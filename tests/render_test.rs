//! Rendering tests: the view is a pure function of the snapshot.

use tui_breakout::core::{GameSnapshot, GameState};
use tui_breakout::term::{FrameBuffer, GameView, Viewport};
use tui_breakout::types::{InputSnapshot, ARENA_HEIGHT, ARENA_WIDTH};

#[test]
fn test_rendering_twice_with_unchanged_state_is_identical() {
    let game = GameState::new(ARENA_WIDTH, ARENA_HEIGHT);
    let view = GameView::default();
    let viewport = Viewport::new(80, 24);

    let snap = game.snapshot();
    let first = view.render(&snap, viewport);
    let second = view.render(&snap, viewport);
    assert_eq!(first, second);

    // Reusing a dirty framebuffer does not leak previous frames.
    let mut reused = FrameBuffer::new(80, 24);
    view.render_into(&snap, viewport, &mut reused);
    assert_eq!(first, reused);
}

#[test]
fn test_snapshot_isolates_the_view_from_live_state() {
    let mut game = GameState::new(ARENA_WIDTH, ARENA_HEIGHT);
    let view = GameView::default();
    let viewport = Viewport::new(80, 24);

    let snap = game.snapshot();
    let before = view.render(&snap, viewport);

    // Stepping the game does not affect an already-taken snapshot.
    for _ in 0..10 {
        game.tick(&InputSnapshot::IDLE);
    }
    let after = view.render(&snap, viewport);
    assert_eq!(before, after);
}

#[test]
fn test_hud_reflects_score_and_lives() {
    let mut game = GameState::new(ARENA_WIDTH, ARENA_HEIGHT);
    let view = GameView::default();
    let viewport = Viewport::new(80, 24);

    // Destroy one brick.
    {
        let (bx, by) = tui_breakout::core::BrickGrid::origin(0, 0);
        let ball = game.ball_mut();
        ball.x = bx + 1.0;
        ball.y = by + 1.0;
        ball.dx = 0.0;
        ball.dy = 1.0;
    }
    game.tick(&InputSnapshot::IDLE);

    let fb = view.render(&game.snapshot(), viewport);
    let text: String = (0..fb.height()).map(|y| fb.row_text(y)).collect();
    assert!(text.contains("Score: 1"));
    assert!(text.contains("Lives: 3"));
}

#[test]
fn test_small_viewports_do_not_panic() {
    let game = GameState::new(ARENA_WIDTH, ARENA_HEIGHT);
    let view = GameView::default();
    let snap: GameSnapshot = game.snapshot();

    for (w, h) in [(0, 0), (1, 1), (10, 3), (40, 12), (200, 60)] {
        let _ = view.render(&snap, Viewport::new(w, h));
    }
}
//! GameView: maps a `GameSnapshot` into a terminal framebuffer.
//!
//! This module is pure (no I/O). Drawing the same snapshot twice produces
//! the same framebuffer, so it can be unit-tested without a terminal.

use tui_breakout_core::snapshot::GameSnapshot;
use tui_breakout_types::{TerminalCondition, BRICK_COLS, BRICK_HEIGHT, BRICK_ROWS, BRICK_WIDTH};

use crate::fb::{Cell, CellStyle, FrameBuffer, Rgb};

/// Terminal viewport dimensions.
#[derive(Debug, Clone, Copy, PartialEq, Eq)]
pub struct Viewport {
    pub width: u16,
    pub height: u16,
}

impl Viewport {
    pub fn new(width: u16, height: u16) -> Self {
        Self { width, height }
    }
}

/// The classic canvas palette: everything draws in the same blue.
const INK: Rgb = Rgb::new(0, 149, 221);

const ARENA_BG: Rgb = Rgb::new(30, 30, 40);

/// A lightweight terminal renderer for the breakout arena.
///
/// Arena pixels map to terminal cells with a fixed scale. The default
/// (8 px per column, 16 px per row) turns the 480x320 arena into a 60x20
/// cell interior, which compensates for the usual terminal glyph aspect
/// ratio and fits an 80x24 terminal with room for the frame.
pub struct GameView {
    px_per_col: f32,
    px_per_row: f32,
}

impl Default for GameView {
    fn default() -> Self {
        Self {
            px_per_col: 8.0,
            px_per_row: 16.0,
        }
    }
}

impl GameView {
    pub fn new(px_per_col: f32, px_per_row: f32) -> Self {
        Self {
            px_per_col,
            px_per_row,
        }
    }

    fn interior_cols(&self, arena_w: f32) -> u16 {
        (arena_w / self.px_per_col).round() as u16
    }

    fn interior_rows(&self, arena_h: f32) -> u16 {
        (arena_h / self.px_per_row).round() as u16
    }

    fn frame_origin(&self, arena_w: f32, arena_h: f32, viewport: Viewport) -> (u16, u16) {
        let frame_w = self.interior_cols(arena_w) + 2;
        let frame_h = self.interior_rows(arena_h) + 2;
        (
            viewport.width.saturating_sub(frame_w) / 2,
            viewport.height.saturating_sub(frame_h) / 2,
        )
    }

    /// Horizontal cell span of an arena-pixel span, at least one cell wide.
    fn col_span(&self, x: f32, w: f32) -> (u16, u16) {
        let start = (x / self.px_per_col).round().max(0.0) as u16;
        let end = ((x + w) / self.px_per_col).round() as u16;
        (start, end.max(start + 1) - start)
    }

    fn row_span(&self, y: f32, h: f32) -> (u16, u16) {
        let start = (y / self.px_per_row).round().max(0.0) as u16;
        let end = ((y + h) / self.px_per_row).round() as u16;
        (start, end.max(start + 1) - start)
    }

    /// Map a terminal column back to an arena x coordinate.
    ///
    /// This is the inverse transform used to turn pointer movement into a
    /// paddle position. Out-of-frame columns clamp to the arena edges.
    pub fn arena_x_at(&self, arena_w: f32, viewport: Viewport, col: u16) -> f32 {
        let frame_w = self.interior_cols(arena_w) + 2;
        let start_x = viewport.width.saturating_sub(frame_w) / 2;
        let interior_col = col as f32 - (start_x + 1) as f32;
        ((interior_col + 0.5) * self.px_per_col).clamp(0.0, arena_w)
    }

    /// Render the snapshot into an existing framebuffer.
    ///
    /// Callers can reuse a framebuffer across frames; it is resized and
    /// cleared here.
    pub fn render_into(&self, snap: &GameSnapshot, viewport: Viewport, fb: &mut FrameBuffer) {
        fb.resize(viewport.width, viewport.height);
        fb.clear(Cell::default());

        let interior_w = self.interior_cols(snap.arena_w);
        let interior_h = self.interior_rows(snap.arena_h);
        let (start_x, start_y) = self.frame_origin(snap.arena_w, snap.arena_h, viewport);

        let bg = CellStyle {
            fg: Rgb::new(80, 80, 90),
            bg: ARENA_BG,
            bold: false,
            dim: false,
        };
        let border = CellStyle {
            fg: Rgb::new(200, 200, 200),
            bg: Rgb::new(0, 0, 0),
            bold: false,
            dim: false,
        };
        let ink = CellStyle {
            fg: INK,
            bg: ARENA_BG,
            bold: false,
            dim: false,
        };

        fb.fill_rect(start_x + 1, start_y + 1, interior_w, interior_h, ' ', bg);
        draw_border(fb, start_x, start_y, interior_w + 2, interior_h + 2, border);

        // Origin of the arena interior in terminal cells.
        let ox = start_x + 1;
        let oy = start_y + 1;

        // Visible bricks.
        for row in 0..BRICK_ROWS {
            for col in 0..BRICK_COLS {
                if !snap.bricks[row][col].is_visible() {
                    continue;
                }
                let (bx, by) = tui_breakout_core::BrickGrid::origin(col, row);
                let (cx, cw) = self.col_span(bx, BRICK_WIDTH);
                let (cy, ch) = self.row_span(by, BRICK_HEIGHT);
                fb.fill_rect(ox + cx, oy + cy, cw, ch, '█', ink);
            }
        }

        // Paddle.
        let (px, pw) = self.col_span(snap.paddle.x, snap.paddle.width);
        let (py, ph) = self.row_span(snap.arena_h - snap.paddle.height, snap.paddle.height);
        let py = py.min(interior_h.saturating_sub(1));
        fb.fill_rect(ox + px, oy + py, pw, ph.min(interior_h - py), '▀', ink);

        // Ball.
        let bx = ((snap.ball.x / self.px_per_col) as u16).min(interior_w.saturating_sub(1));
        let by = ((snap.ball.y / self.px_per_row) as u16).min(interior_h.saturating_sub(1));
        fb.put_char(
            ox + bx,
            oy + by,
            '●',
            CellStyle {
                bold: true,
                ..ink
            },
        );

        // Score and lives, inside the frame on the top interior row.
        let hud = CellStyle {
            fg: INK,
            bg: ARENA_BG,
            bold: true,
            dim: false,
        };
        fb.put_str(ox + 1, oy, "Score: ", hud);
        fb.put_u32(ox + 8, oy, snap.score, hud);

        let lives_label = "Lives: ";
        let lives_w = lives_label.len() as u16 + decimal_width(snap.lives);
        let lx = ox + interior_w.saturating_sub(lives_w + 1);
        fb.put_str(lx, oy, lives_label, hud);
        fb.put_u32(lx + lives_label.len() as u16, oy, snap.lives, hud);

        // Terminal overlay.
        if let Some(cond) = snap.terminal {
            let text = match cond {
                TerminalCondition::Win => "YOU WIN, CONGRATULATIONS!",
                TerminalCondition::GameOver => "GAME OVER",
            };
            draw_centered(fb, start_x, start_y + (interior_h + 2) / 2, interior_w + 2, text, true);
            draw_centered(
                fb,
                start_x,
                start_y + (interior_h + 2) / 2 + 1,
                interior_w + 2,
                "R: restart   Q: quit",
                false,
            );
        }
    }

    /// Convenience helper that allocates a new framebuffer.
    pub fn render(&self, snap: &GameSnapshot, viewport: Viewport) -> FrameBuffer {
        let mut fb = FrameBuffer::new(viewport.width, viewport.height);
        self.render_into(snap, viewport, &mut fb);
        fb
    }
}

fn draw_border(fb: &mut FrameBuffer, x: u16, y: u16, w: u16, h: u16, style: CellStyle) {
    if w < 2 || h < 2 {
        return;
    }

    fb.put_char(x, y, '┌', style);
    fb.put_char(x + w - 1, y, '┐', style);
    fb.put_char(x, y + h - 1, '└', style);
    fb.put_char(x + w - 1, y + h - 1, '┘', style);

    for dx in 1..w - 1 {
        fb.put_char(x + dx, y, '─', style);
        fb.put_char(x + dx, y + h - 1, '─', style);
    }
    for dy in 1..h - 1 {
        fb.put_char(x, y + dy, '│', style);
        fb.put_char(x + w - 1, y + dy, '│', style);
    }
}

fn draw_centered(fb: &mut FrameBuffer, x: u16, y: u16, w: u16, text: &str, bold: bool) {
    let text_w = text.chars().count() as u16;
    let style = CellStyle {
        fg: Rgb::new(255, 255, 255),
        bg: Rgb::new(0, 0, 0),
        bold,
        dim: !bold,
    };
    fb.put_str(x + w.saturating_sub(text_w) / 2, y, text, style);
}

fn decimal_width(mut value: u32) -> u16 {
    let mut w = 1;
    while value >= 10 {
        value /= 10;
        w += 1;
    }
    w
}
☆ ☆ ☆ ☆
__Exercise description__: Please output exactly the lines between the one holding "let interior_h = self.interior_rows(snap.arena_h);" and the one holding "let (bx, by) = tui_breakout_core::BrickGrid::origin(col, row);" in the records above, inclusive, and nothing more.

__Answer to this task__:
        let interior_h = self.interior_rows(snap.arena_h);
        let (start_x, start_y) = self.frame_origin(snap.arena_w, snap.arena_h, viewport);

        let bg = CellStyle {
            fg: Rgb::new(80, 80, 90),
            bg: ARENA_BG,
            bold: false,
            dim: false,
        };
        let border = CellStyle {
            fg: Rgb::new(200, 200, 200),
            bg: Rgb::new(0, 0, 0),
            bold: false,
            dim: false,
        };
        let ink = CellStyle {
            fg: INK,
            bg: ARENA_BG,
            bold: false,
            dim: false,
        };

        fb.fill_rect(start_x + 1, start_y + 1, interior_w, interior_h, ' ', bg);
        draw_border(fb, start_x, start_y, interior_w + 2, interior_h + 2, border);

        // Origin of the arena interior in terminal cells.
        let ox = start_x + 1;
        let oy = start_y + 1;

        // Visible bricks.
        for row in 0..BRICK_ROWS {
            for col in 0..BRICK_COLS {
                if !snap.bricks[row][col].is_visible() {
                    continue;
                }
                let (bx, by) = tui_breakout_core::BrickGrid::origin(col, row);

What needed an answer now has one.